» **WHAT TO WORK ON**: Among the entries, which lines carry the string "responses"? Copy each of them.

» **GIVEN DATA**:
//! CLI commands for Plangate.
//!
//! This module provides the user-facing CLI commands:
//! - **sessions**: list stored review sessions
//! - **clear**: delete stored review state
//! - **config**: print the resolved configuration and its sources
//! - **init**: scaffold configuration and print hook wiring
//!
//! The hook command lives in [`crate::hooks`]; the binary dispatches to
//! it directly.

pub mod clear;
pub mod config_cmd;
pub mod init;
pub mod sessions;

pub use clear::ClearCommand;
pub use config_cmd::ConfigCommand;
pub use init::InitCommand;
pub use sessions::SessionsCommand;
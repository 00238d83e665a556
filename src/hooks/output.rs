//! Hook output types for Claude Code integration.
//!
//! All three hook events answer with the same JSON shape: an optional
//! `"block"` decision with its agent-facing reason, plus an optional
//! `systemMessage` shown to the user. An empty response means
//! "continue unchanged". The exit code carries the verdict as well:
//! blocking responses exit with [`exit_codes::BLOCK`], everything else
//! with [`exit_codes::APPROVE`].

use serde::{Deserialize, Serialize};

use crate::core::{Decision, Verdict};
use crate::error::exit_codes;

/// The only non-default hook decision Claude Code understands.
#[derive(Debug, Clone, Copy, Serialize, Deserialize, PartialEq, Eq)]
#[serde(rename_all = "snake_case")]
pub enum HookDecision {
    /// Reject the action; the reason is fed back to the agent.
    Block,
}

/// JSON payload returned to Claude Code on stdout.
#[derive(Debug, Clone, Default, Serialize, Deserialize, PartialEq)]
pub struct HookResponse {
    /// Present only when blocking.
    #[serde(skip_serializing_if = "Option::is_none")]
    pub decision: Option<HookDecision>,
    /// Agent-facing feedback; delivered to the model on block.
    #[serde(skip_serializing_if = "Option::is_none")]
    pub reason: Option<String>,
    /// User-facing note, rendered in the session transcript.
    #[serde(rename = "systemMessage", skip_serializing_if = "Option::is_none")]
    pub system_message: Option<String>,
}

impl HookResponse {
    /// Approve with no output at all.
    pub fn approve() -> Self {
        Self::default()
    }

    /// Approve, surfacing a note to the user.
    pub fn approve_with_message(message: impl Into<String>) -> Self {
        Self {
            decision: None,
            reason: None,
            system_message: Some(message.into()),
        }
    }

    /// Block with agent-facing feedback.
    pub fn block(reason: impl Into<String>) -> Self {
        Self {
            decision: Some(HookDecision::Block),
            reason: Some(reason.into()),
            system_message: None,
        }
    }

    /// Block with agent-facing feedback and a user-facing note.
    pub fn block_with_message(
        reason: impl Into<String>,
        message: impl Into<String>,
    ) -> Self {
        Self {
            decision: Some(HookDecision::Block),
            reason: Some(reason.into()),
            system_message: Some(message.into()),
        }
    }

    /// Check whether this response blocks the hooked action.
    pub fn is_blocking(&self) -> bool {
        self.decision.is_some()
    }

    /// Check whether serializing this response would carry no fields.
    /// Empty responses are not printed at all.
    pub fn is_empty(&self) -> bool {
        self.decision.is_none() && self.reason.is_none() && self.system_message.is_none()
    }

    /// Process exit code matching the payload.
    pub fn exit_code(&self) -> i32 {
        if self.is_blocking() {
            exit_codes::BLOCK
        } else {
            exit_codes::APPROVE
        }
    }
}

/// Map a gate decision onto the hook protocol.
///
/// Pass and escalation both let the action proceed; escalation differs
/// only in the warning it surfaces. Rejections block with the rendered
/// feedback as the reason.
pub fn build_response(decision: &Decision) -> HookResponse {
    match decision.verdict {
        Verdict::Pass | Verdict::Escalate => HookResponse {
            decision: None,
            reason: None,
            system_message: decision.note.clone(),
        },
        Verdict::Reject | Verdict::StressReject => HookResponse {
            decision: Some(HookDecision::Block),
            reason: decision.feedback.clone(),
            system_message: decision.note.clone(),
        },
    }
}

/// Serialize a response to JSON.
pub fn to_json<T: Serialize>(output: &T) -> crate::error::Result<String> {
    serde_json::to_string(output).map_err(|e| {
        crate::error::PlangateError::serde(format!("Failed to serialize hook output: {}", e))
    })
}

» **TASK RESULT**:
//! blocking responses exit with [`exit_codes::BLOCK`], everything else
    /// Empty responses are not printed at all.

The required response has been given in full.